OBJECTIVES To determine whether pre-eclampsia, hypothesised to be an inflammatory condition, is associated with fever in term labour, and confirm and examine the reported association of pre-eclampsia at term with neonatal encephalopathy.

DESIGN Prospective cohort study.

SETTING A Dublin teaching hospital.

PARTICIPANTS 6163 women in labour with singleton pregnancies at term at low risk for intrapartum hypoxia, recruited to a randomised trial examining the effect of admission cardiotocography on neonatal outcome.

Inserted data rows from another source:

use super::*;

/// Tests a deduction larger than the balance.
///
/// Verifies that deducting 100 from a balance of 30 floors the balance at zero.
///
/// Expected: Ok with points 0
#[tokio::test]
async fn floors_balance_at_zero() -> Result<(), DbErr> {
    let test = TestBuilder::new().with_quest_tables().build().await.unwrap();
    let db = test.db.as_ref().unwrap();

    factory::create_entry(db, "1", "7", 30).await?;

    let entry = LedgerService::new(db)
        .adjust_points(1, 7, -100, &bob())
        .await
        .unwrap();

    assert_eq!(entry.points, 0);
    assert_eq!(entry.display_name, "Bob");

    Ok(())
}

/// Tests a sequence of mixed adjustments.
///
/// Verifies that every step applies `max(0, points + delta)` and never goes negative.
///
/// Expected: balance follows the clamped running sum
#[tokio::test]
async fn never_goes_negative() -> Result<(), DbErr> {
    let test = TestBuilder::new().with_quest_tables().build().await.unwrap();
    let db = test.db.as_ref().unwrap();

    let service = LedgerService::new(db);
    let mut expected = 0;
    for delta in [5, -10, 20, -3, -50, 100, -99, 1] {
        expected = (expected + delta).max(0);
        let entry = service.adjust_points(1, 7, delta, &bob()).await.unwrap();
        assert!(entry.points >= 0);
        assert_eq!(entry.points, expected);
    }

    Ok(())
}

/// Tests adjusting a member with no entry.
///
/// Verifies that the entry is created before the delta is applied.
///
/// Expected: Ok with points 15
#[tokio::test]
async fn creates_missing_entry() -> Result<(), DbErr> {
    let test = TestBuilder::new().with_quest_tables().build().await.unwrap();
    let db = test.db.as_ref().unwrap();

    let entry = LedgerService::new(db)
        .adjust_points(1, 7, 15, &bob())
        .await
        .unwrap();

    assert_eq!(entry.points, 15);
    assert_eq!(entry.username, "bob");

    Ok(())
}

/// Tests concurrent grants to the same member.
///
/// Verifies that both grants apply.
///
/// Expected: Ok with points 20
#[tokio::test]
async fn concurrent_grants_both_apply() -> Result<(), DbErr> {
    let test = TestBuilder::new().with_quest_tables().build().await.unwrap();
    let db = test.db.as_ref().unwrap();

    factory::create_entry(db, "1", "7", 0).await?;
    let service = LedgerService::new(db);
    let profile = bob();

    let (first, second) = tokio::join!(
        service.adjust_points(1, 7, 10, &profile),
        service.adjust_points(1, 7, 10, &profile),
    );
    first.unwrap();
    second.unwrap();

    let entry = service.get_entry(1, 7).await.unwrap().unwrap();
    assert_eq!(entry.points, 20);

    Ok(())
}

/// Tests overwriting a balance.
///
/// Verifies that the exact value replaces the balance and a negative value is stored as
/// zero.
///
/// Expected: 250, then 0
#[tokio::test]
async fn sets_exact_points() -> Result<(), DbErr> {
    let test = TestBuilder::new().with_quest_tables().build().await.unwrap();
    let db = test.db.as_ref().unwrap();

    factory::create_entry(db, "1", "7", 30).await?;
    let service = LedgerService::new(db);

    let entry = service.set_exact_points(1, 7, 250, &bob()).await.unwrap();
    assert_eq!(entry.points, 250);

    let entry = service.set_exact_points(1, 7, -5, &bob()).await.unwrap();
    assert_eq!(entry.points, 0);

    Ok(())
}

/// Tests adding an existing member.
///
/// Verifies that names are refreshed and the balance is kept.
///
/// Expected: points 30 with the new display name
#[tokio::test]
async fn add_member_keeps_balance() -> Result<(), DbErr> {
    let test = TestBuilder::new().with_quest_tables().build().await.unwrap();
    let db = test.db.as_ref().unwrap();

    factory::create_entry(db, "1", "7", 30).await?;
    let service = LedgerService::new(db);

    service
        .add_member(1, 7, &MemberProfile::new("bob", "Bobby"))
        .await
        .unwrap();

    let entry = service.get_entry(1, 7).await.unwrap().unwrap();
    assert_eq!(entry.points, 30);
    assert_eq!(entry.display_name, "Bobby");

    assert!(service.remove_member(1, 7).await.unwrap());
    assert!(service.get_entry(1, 7).await.unwrap().is_none());
    assert!(!service.remove_member(1, 7).await.unwrap());

    Ok(())
}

RESULTS Pre-eclampsia was associated with maternal fever > 37.5° in labour (odds ratio (OR) 3.39, 95% confidence interval (CI) 2.1 to 5.4); this was independent of obstetric intervention (adjusted OR 2.07, 95% CI 1.24 to 3.47). Pre-eclampsia was associated with neonatal encephalopathy (OR 25.5, 95% CI 8.4 to 74.7); this too was independent of obstetric intervention (adjusted OR 18.5, 95% CI 5.9 to 58.1). Cord arterial pH values were significantly lower in pre-eclamptics (7.20v 7.24), although severe cord acidaemia was not significantly more common (OR 2.91, 95% CI 0.7 to 9.9). The association of pre-eclampsia with encephalopathy was independent of maternal fever (adjusted OR 16.5, 95% CI 5.1 to 54) and cord acidaemia (adjusted OR 13.5, 95% CI 3.2 to 56.7).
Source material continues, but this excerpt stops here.